On sait enfin que l'affaire a clivé la société française entre dreyfusards et antidreyfusards, les premiers, souvent antisémites, estimant que le respect dû à l'institution militaire devait tout primer, alors que les seconds, ralliés derrière Emile Zola et son célèbre "J'accuse" publié dans "L'Aurore" en janvier 1898, menaient un combat victorieux pour innocenter Dreyfus au nom de la vérité contre la raison d'État.
C'est cette historie archi-connue que raconte Roman Polanski dans un film très attendu qui a reçu à la Mostra de Venise le Grand Prix du jury. Les polémiques qui entourent son réalisateur ne facilitent pas sa réception.
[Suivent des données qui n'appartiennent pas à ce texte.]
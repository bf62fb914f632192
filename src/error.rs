//! Error types for ctrack
//!
//! All errors in the application are converted to `AppError`,
//! which implements `IntoResponse` for proper HTTP error responses.
//! Secondary-store failures never reach this type's HTTP mapping;
//! the replication dispatcher logs and counts them instead.

use axum::http::StatusCode;
use axum::response::{IntoResponse, Response};
use thiserror::Error;

/// Application-wide error type
#[derive(Debug, Error)]
pub enum AppError {
    /// Resource not found (404)
    #[error("Resource not found")]
    NotFound,

    /// Authentication required (401)
    #[error("Authentication required")]
    Unauthorized,

    /// Validation error (400)
    #[error("Validation error: {0}")]
    Validation(String),

    /// Uniqueness conflict (409)
    #[error("Conflict: {0}")]
    Conflict(String),

    /// Database error (500)
    #[error("Database error: {0}")]
    Database(#[from] sqlx::Error),

    /// Signature verification failed (401)
    #[error("Invalid signature")]
    InvalidSignature,

    /// Configuration error (500)
    #[error("Configuration error: {0}")]
    Config(String),

    /// Snapshot conversion error (500)
    #[error("Snapshot error: {0}")]
    Snapshot(String),

    /// Password hashing or token signing error (500)
    #[error("Encryption error: {0}")]
    Encryption(String),

    /// Internal server error (500)
    #[error("Internal error: {0}")]
    Internal(#[from] anyhow::Error),
}

impl From<config::ConfigError> for AppError {
    fn from(err: config::ConfigError) -> Self {
        AppError::Config(err.to_string())
    }
}

impl AppError {
    /// Short label used for the error metric.
    pub fn error_type(&self) -> &'static str {
        match self {
            AppError::NotFound => "not_found",
            AppError::Unauthorized => "unauthorized",
            AppError::Validation(_) => "validation",
            AppError::Conflict(_) => "conflict",
            AppError::Database(_) => "database",
            AppError::InvalidSignature => "invalid_signature",
            AppError::Config(_) => "config",
            AppError::Snapshot(_) => "snapshot",
            AppError::Encryption(_) => "encryption",
            AppError::Internal(_) => "internal",
        }
    }
}

impl IntoResponse for AppError {
    /// Convert error to HTTP response
    ///
    /// Maps each error variant to appropriate HTTP status code
    /// and JSON error body.
    fn into_response(self) -> Response {
        use axum::Json;

        let (status, error_message) = match &self {
            AppError::NotFound => (StatusCode::NOT_FOUND, self.to_string()),
            AppError::Unauthorized => (StatusCode::UNAUTHORIZED, self.to_string()),
            AppError::InvalidSignature => (StatusCode::UNAUTHORIZED, self.to_string()),
            AppError::Validation(msg) => (StatusCode::BAD_REQUEST, msg.clone()),
            AppError::Conflict(msg) => (StatusCode::CONFLICT, msg.clone()),
            AppError::Database(error) => {
                tracing::error!(%error, "Primary database error");
                (
                    StatusCode::INTERNAL_SERVER_ERROR,
                    "Database error".to_string(),
                )
            }
            AppError::Config(msg) => (StatusCode::INTERNAL_SERVER_ERROR, msg.clone()),
            AppError::Snapshot(msg) => (StatusCode::INTERNAL_SERVER_ERROR, msg.clone()),
            AppError::Encryption(_) | AppError::Internal(_) => {
                tracing::error!(error = %self, "Internal error");
                (
                    StatusCode::INTERNAL_SERVER_ERROR,
                    "Internal server error".to_string(),
                )
            }
        };

        crate::metrics::ERRORS_TOTAL
            .with_label_values(&[self.error_type()])
            .inc();

        let body = Json(serde_json::json!({
            "error": error_message,
        }));

        (status, body).into_response()
    }
}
Autant je suis gêné des appels aux boycotts qu'on entend ici ou là, autant je suis embarrassé par le thème de ce film et par les parallèles hasardeux que Polanski ou ses avocats (à commencer par Pascal Bruckner) esquissent entre Dreyfus condamné, quoiqu'innocent, à la vindicte populaire et le réalisateur polonais recherché par la justice américaine pour des faits d'abus sexuel sur mineur commis en 1977 en Californie.
Essayons de s'abstraire de cette polémique bruyante et de juger le film pour ces qualités intrinsèques.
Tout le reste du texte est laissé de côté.